-- DATASET follows --

//! Progress reporting and cancellation for export jobs.
//!
//! Two channels exist. The *progress callback* is polled before every frame
//! with `(done, total)` and stops the job when it returns `false`. The
//! *listener* passively receives [`ExportProgress`] events.

use crate::export::job::ExportStatus;
use std::path::PathBuf;
use std::sync::atomic::{AtomicBool, Ordering};
use std::sync::Arc;
use std::time::Instant;

/// A progress event.
#[derive(Debug, Clone, PartialEq)]
pub enum ExportProgress {
    /// Validation passed and frames are about to be processed.
    Started { total: usize },
    /// A frame is being processed.
    FrameStarted {
        index: usize,
        total: usize,
        source_name: String,
        frame_id: String,
    },
    /// A frame was written.
    FrameWritten { index: usize, total: usize, path: PathBuf },
    /// A frame was left alone because its output already exists.
    FrameSkipped { index: usize, total: usize, path: PathBuf },
    /// A frame failed.
    FrameFailed {
        index: usize,
        total: usize,
        message: String,
    },
    /// The job ran to the end.
    Finished {
        status: ExportStatus,
        success_count: usize,
        error_count: usize,
        skipped_count: usize,
        duration_ms: u64,
    },
    /// The job was stopped by the progress callback.
    Canceled { frames_done: usize },
}

/// Receives [`ExportProgress`] events.
pub type ProgressListener = Box<dyn Fn(ExportProgress) + Send + Sync>;

/// Shared cancellation flag.
#[derive(Debug, Clone, Default)]
pub struct CancelFlag {
    canceled: Arc<AtomicBool>,
}

impl CancelFlag {
    pub fn new() -> Self {
        Self::default()
    }

    /// Request cancellation.
    pub fn cancel(&self) {
        self.canceled.store(true, Ordering::Relaxed);
    }

    pub fn is_canceled(&self) -> bool {
        self.canceled.load(Ordering::Relaxed)
    }

    /// Clear a previous request.
    pub fn reset(&self) {
        self.canceled.store(false, Ordering::Relaxed);
    }

    /// A progress callback that keeps going until the flag is set.
    pub fn callback(&self) -> impl FnMut(usize, usize) -> bool + Send + 'static {
        let flag = self.clone();
        move |_done, _total| !flag.is_canceled()
    }
}

/// Forwards events of one job to an optional listener.
pub struct ProgressTracker<'a> {
    total: usize,
    start_time: Instant,
    listener: Option<&'a (dyn Fn(ExportProgress) + Send + Sync)>,
}

impl<'a> ProgressTracker<'a> {
    pub fn new(total: usize, listener: Option<&'a (dyn Fn(ExportProgress) + Send + Sync)>) -> Self {
        Self {
            total,
            start_time: Instant::now(),
            listener,
        }
    }

    pub fn total(&self) -> usize {
        self.total
    }

    pub fn started(&mut self) {
        self.start_time = Instant::now();
        self.send(ExportProgress::Started { total: self.total });
    }

    pub fn frame_started(&self, index: usize, source_name: &str, frame_id: &str) {
        self.send(ExportProgress::FrameStarted {
            index,
            total: self.total,
            source_name: source_name.to_string(),
            frame_id: frame_id.to_string(),
        });
    }

    pub fn frame_written(&self, index: usize, path: PathBuf) {
        self.send(ExportProgress::FrameWritten {
            index,
            total: self.total,
            path,
        });
    }

    pub fn frame_skipped(&self, index: usize, path: PathBuf) {
        self.send(ExportProgress::FrameSkipped {
            index,
            total: self.total,
            path,
        });
    }

    pub fn frame_failed(&self, index: usize, message: String) {
        self.send(ExportProgress::FrameFailed {
            index,
            total: self.total,
            message,
        });
    }

    pub fn finished(&self, status: ExportStatus, success_count: usize, error_count: usize, skipped_count: usize) {
        self.send(ExportProgress::Finished {
            status,
            success_count,
            error_count,
            skipped_count,
            duration_ms: self.elapsed_ms(),
        });
    }

    pub fn canceled(&self, frames_done: usize) {
        self.send(ExportProgress::Canceled { frames_done });
    }

    pub fn elapsed_ms(&self) -> u64 {
        self.start_time.elapsed().as_millis() as u64
    }

    fn send(&self, update: ExportProgress) {
        if let Some(listener) = self.listener {
            listener(update);
        }
    }
}

#[cfg(test)]
mod tests {
    use super::*;
    use parking_lot::Mutex;

    #[test]
    fn test_cancel_flag_callback() {
        let flag = CancelFlag::new();
        let mut callback = flag.callback();
        assert!(callback(0, 3));

        flag.clone().cancel();
        assert!(flag.is_canceled());
        assert!(!callback(1, 3));

        flag.reset();
        assert!(callback(2, 3));
    }

    #[test]
    fn test_listener_receives_events() {
        let events = Arc::new(Mutex::new(Vec::new()));
        let sink = Arc::clone(&events);
        let listener: ProgressListener = Box::new(move |event| sink.lock().push(event));

        let mut tracker = ProgressTracker::new(2, Some(listener.as_ref()));
        tracker.started();
        tracker.frame_started(0, "a.img", "slice0");
        tracker.frame_failed(0, "boom".to_string());
        tracker.canceled(1);

        let events = events.lock();
        assert_eq!(events.len(), 4);
        assert_eq!(events[0], ExportProgress::Started { total: 2 });
        assert_eq!(events[3], ExportProgress::Canceled { frames_done: 1 });
    }
}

-- DATASET concluded --

◆ WHAT NEEDS TO BE DONE
Copy out each line of the data above, exactly, if it lies between the line holding "self.canceled.load(Ordering::Relaxed)" and the line holding "self.start_time = Instant::now();", inclusive; copy no other line.

◆ YOUR SOLUTION
        self.canceled.load(Ordering::Relaxed)
    }

    /// Clear a previous request.
    pub fn reset(&self) {
        self.canceled.store(false, Ordering::Relaxed);
    }

    /// A progress callback that keeps going until the flag is set.
    pub fn callback(&self) -> impl FnMut(usize, usize) -> bool + Send + 'static {
        let flag = self.clone();
        move |_done, _total| !flag.is_canceled()
    }
}

/// Forwards events of one job to an optional listener.
pub struct ProgressTracker<'a> {
    total: usize,
    start_time: Instant,
    listener: Option<&'a (dyn Fn(ExportProgress) + Send + Sync)>,
}

impl<'a> ProgressTracker<'a> {
    pub fn new(total: usize, listener: Option<&'a (dyn Fn(ExportProgress) + Send + Sync)>) -> Self {
        Self {
            total,
            start_time: Instant::now(),
            listener,
        }
    }

    pub fn total(&self) -> usize {
        self.total
    }

    pub fn started(&mut self) {
        self.start_time = Instant::now();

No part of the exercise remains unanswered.